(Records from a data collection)
>>

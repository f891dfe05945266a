/*
[INPUT]:  Interactive user input via CLI
[OUTPUT]: Generated YAML configuration file
[POS]:    CLI initialization layer
[UPDATE]: When ScalpConfig schema changes
*/

use std::path::PathBuf;
use std::str::FromStr;

use anyhow::{Context, Result};
use console::style;
use dialoguer::{Confirm, Input, Select, theme::ColorfulTheme};
use rust_decimal::Decimal;

use bybit_scalp_adapter::Category;
use bybit_scalp_strategy::config::{CredentialsConfig, ScalpConfig};

pub fn run_init(output: PathBuf) -> Result<()> {
    println!("{}", style("Welcome to bybit-scalp init").bold().cyan());
    println!(
        "{}",
        style("This will guide you through creating a new session configuration.").dim()
    );

    let theme = ColorfulTheme::default();

    let symbol: String = Input::with_theme(&theme)
        .with_prompt("Trading symbol (e.g., BTCUSDT)")
        .default("BTCUSDT".to_string())
        .interact_text()?;

    let categories = vec!["linear", "inverse", "spot"];
    let category_selection = Select::with_theme(&theme)
        .with_prompt("Product category")
        .items(&categories)
        .default(0)
        .interact()?;
    let category = match categories[category_selection] {
        "inverse" => Category::Inverse,
        "spot" => Category::Spot,
        _ => Category::Linear,
    };

    println!("\n{}", style("--- Credentials ---").bold());
    let api_key: String = Input::with_theme(&theme)
        .with_prompt("API key")
        .interact_text()?;
    let api_secret: String = Input::with_theme(&theme)
        .with_prompt("API secret")
        .interact_text()?;

    println!("\n{}", style("--- Instrument ---").bold());
    let tick_size: String = Input::with_theme(&theme)
        .with_prompt("Tick size")
        .default("0.01".to_string())
        .validate_with(|input: &String| -> Result<(), &str> {
            match Decimal::from_str(input) {
                Ok(value) if value > Decimal::ZERO => Ok(()),
                _ => Err("tick size must be a positive decimal"),
            }
        })
        .interact_text()?;

    let order_qty: String = Input::with_theme(&theme)
        .with_prompt("Order quantity")
        .default("0.1".to_string())
        .validate_with(|input: &String| -> Result<(), &str> {
            match Decimal::from_str(input) {
                Ok(value) if value > Decimal::ZERO => Ok(()),
                _ => Err("order quantity must be a positive decimal"),
            }
        })
        .interact_text()?;

    println!("\n{}", style("--- Ladder ---").bold());
    let max_buy_orders: u32 = Input::with_theme(&theme)
        .with_prompt("Max simultaneous BUY orders")
        .default(3)
        .interact_text()?;
    let offset_ticks: u32 = Input::with_theme(&theme)
        .with_prompt("Offset below the best bid (ticks)")
        .default(2)
        .interact_text()?;
    let layer_step_ticks: u32 = Input::with_theme(&theme)
        .with_prompt("Step between layers (ticks)")
        .default(1)
        .interact_text()?;
    let buy_ttl_secs: u64 = Input::with_theme(&theme)
        .with_prompt("BUY order TTL (seconds)")
        .default(30)
        .interact_text()?;
    let reprice_ticks: u32 = Input::with_theme(&theme)
        .with_prompt("Reprice when drifted by (ticks)")
        .default(5)
        .interact_text()?;

    println!("\n{}", style("--- Take-profit ---").bold());
    let tp_ticks: u32 = Input::with_theme(&theme)
        .with_prompt("Profit target (ticks)")
        .default(5)
        .interact_text()?;
    let max_tp_orders: u32 = Input::with_theme(&theme)
        .with_prompt("Max open take-profit orders")
        .default(5)
        .interact_text()?;

    println!("\n{}", style("--- Engine ---").bold());
    let loop_interval_ms: u64 = Input::with_theme(&theme)
        .with_prompt("Tick loop interval (ms)")
        .default(1000)
        .interact_text()?;
    let wait_after_buy_fill_ms: u64 = Input::with_theme(&theme)
        .with_prompt("Cooldown after a buy fill (ms, 0 to disable)")
        .default(0)
        .interact_text()?;
    let sell_all_on_stop = Confirm::with_theme(&theme)
        .with_prompt("Flatten open positions with market sells on stop?")
        .default(false)
        .interact()?;

    let config = ScalpConfig {
        credentials: CredentialsConfig {
            api_key,
            api_secret,
        },
        symbol,
        category,
        tick_size: Decimal::from_str(&tick_size).expect("validated above"),
        order_qty: Decimal::from_str(&order_qty).expect("validated above"),
        max_buy_orders,
        offset_ticks,
        layer_step_ticks,
        buy_ttl_secs,
        reprice_ticks,
        tp_ticks,
        max_tp_orders,
        loop_interval_ms,
        wait_after_buy_fill_ms,
        sell_all_on_stop,
        base_url: None,
    };

    config.validate()?;

    let yaml = serde_yaml::to_string(&config).context("failed to serialize config to YAML")?;

    std::fs::write(&output, yaml)
        .context(format!("failed to write config to {}", output.display()))?;

    println!("\n{}", style("SUCCESS!").bold().green());
    println!(
        "Configuration written to: {}",
        style(output.display()).cyan()
    );

    Ok(())
}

<<

Requirement. Write out only those lines that fall between the one containing "let max_tp_orders: u32" and the end of the entries, the first and last included, exactly as they read.

Response box.
    let max_tp_orders: u32 = Input::with_theme(&theme)
        .with_prompt("Max open take-profit orders")
        .default(5)
        .interact_text()?;

    println!("\n{}", style("--- Engine ---").bold());
    let loop_interval_ms: u64 = Input::with_theme(&theme)
        .with_prompt("Tick loop interval (ms)")
        .default(1000)
        .interact_text()?;
    let wait_after_buy_fill_ms: u64 = Input::with_theme(&theme)
        .with_prompt("Cooldown after a buy fill (ms, 0 to disable)")
        .default(0)
        .interact_text()?;
    let sell_all_on_stop = Confirm::with_theme(&theme)
        .with_prompt("Flatten open positions with market sells on stop?")
        .default(false)
        .interact()?;

    let config = ScalpConfig {
        credentials: CredentialsConfig {
            api_key,
            api_secret,
        },
        symbol,
        category,
        tick_size: Decimal::from_str(&tick_size).expect("validated above"),
        order_qty: Decimal::from_str(&order_qty).expect("validated above"),
        max_buy_orders,
        offset_ticks,
        layer_step_ticks,
        buy_ttl_secs,
        reprice_ticks,
        tp_ticks,
        max_tp_orders,
        loop_interval_ms,
        wait_after_buy_fill_ms,
        sell_all_on_stop,
        base_url: None,
    };

    config.validate()?;

    let yaml = serde_yaml::to_string(&config).context("failed to serialize config to YAML")?;

    std::fs::write(&output, yaml)
        .context(format!("failed to write config to {}", output.display()))?;

    println!("\n{}", style("SUCCESS!").bold().green());
    println!(
        "Configuration written to: {}",
        style(output.display()).cyan()
    );

    Ok(())
}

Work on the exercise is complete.